> _Your task_: Would you copy each line of the records that includes the word "NoOpMiddleware"?

=======

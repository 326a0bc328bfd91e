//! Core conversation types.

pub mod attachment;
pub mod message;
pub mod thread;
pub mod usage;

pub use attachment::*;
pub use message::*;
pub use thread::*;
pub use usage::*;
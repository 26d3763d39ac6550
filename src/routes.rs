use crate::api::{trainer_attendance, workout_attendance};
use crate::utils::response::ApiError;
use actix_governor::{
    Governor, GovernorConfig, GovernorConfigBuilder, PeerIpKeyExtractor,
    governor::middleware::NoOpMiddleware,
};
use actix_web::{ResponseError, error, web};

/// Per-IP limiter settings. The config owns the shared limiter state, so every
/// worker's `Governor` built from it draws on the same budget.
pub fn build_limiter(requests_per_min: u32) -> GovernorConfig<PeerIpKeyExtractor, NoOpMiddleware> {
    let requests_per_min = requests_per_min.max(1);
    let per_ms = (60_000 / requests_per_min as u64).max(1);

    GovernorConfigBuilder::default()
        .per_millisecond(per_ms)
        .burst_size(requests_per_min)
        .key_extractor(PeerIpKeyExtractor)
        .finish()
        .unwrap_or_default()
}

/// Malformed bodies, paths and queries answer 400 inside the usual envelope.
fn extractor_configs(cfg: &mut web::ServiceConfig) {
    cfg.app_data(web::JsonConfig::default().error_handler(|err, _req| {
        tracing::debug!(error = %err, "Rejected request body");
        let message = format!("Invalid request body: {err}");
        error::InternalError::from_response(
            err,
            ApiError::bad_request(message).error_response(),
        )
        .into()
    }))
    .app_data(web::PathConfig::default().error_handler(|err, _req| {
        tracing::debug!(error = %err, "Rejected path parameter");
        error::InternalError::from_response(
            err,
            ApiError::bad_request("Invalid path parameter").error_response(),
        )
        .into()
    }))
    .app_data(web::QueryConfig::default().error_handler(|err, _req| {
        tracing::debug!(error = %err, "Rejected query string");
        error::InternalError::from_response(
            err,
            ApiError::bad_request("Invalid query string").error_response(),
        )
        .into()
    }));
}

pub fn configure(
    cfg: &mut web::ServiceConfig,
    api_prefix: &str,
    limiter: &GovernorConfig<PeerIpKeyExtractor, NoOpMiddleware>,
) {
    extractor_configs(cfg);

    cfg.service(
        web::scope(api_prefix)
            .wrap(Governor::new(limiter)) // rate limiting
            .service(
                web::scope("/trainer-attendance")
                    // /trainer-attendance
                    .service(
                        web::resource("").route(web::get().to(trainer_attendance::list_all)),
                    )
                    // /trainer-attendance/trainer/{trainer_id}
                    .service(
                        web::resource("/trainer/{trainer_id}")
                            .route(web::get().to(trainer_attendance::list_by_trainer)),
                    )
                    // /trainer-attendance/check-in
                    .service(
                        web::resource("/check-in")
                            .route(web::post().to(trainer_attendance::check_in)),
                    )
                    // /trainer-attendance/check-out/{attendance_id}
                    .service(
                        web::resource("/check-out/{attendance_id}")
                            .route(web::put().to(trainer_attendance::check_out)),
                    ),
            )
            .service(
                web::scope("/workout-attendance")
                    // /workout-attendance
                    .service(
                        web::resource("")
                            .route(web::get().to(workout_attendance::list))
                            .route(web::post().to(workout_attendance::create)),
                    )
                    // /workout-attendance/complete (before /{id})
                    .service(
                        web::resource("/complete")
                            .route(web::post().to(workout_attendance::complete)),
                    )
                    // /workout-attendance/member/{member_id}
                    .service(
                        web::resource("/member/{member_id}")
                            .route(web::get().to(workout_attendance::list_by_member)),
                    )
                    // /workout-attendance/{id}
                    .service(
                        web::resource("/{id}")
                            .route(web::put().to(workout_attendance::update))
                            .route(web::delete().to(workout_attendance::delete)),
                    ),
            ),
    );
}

=======

> _Problem solution_:
    governor::middleware::NoOpMiddleware,
pub fn build_limiter(requests_per_min: u32) -> GovernorConfig<PeerIpKeyExtractor, NoOpMiddleware> {
    limiter: &GovernorConfig<PeerIpKeyExtractor, NoOpMiddleware>,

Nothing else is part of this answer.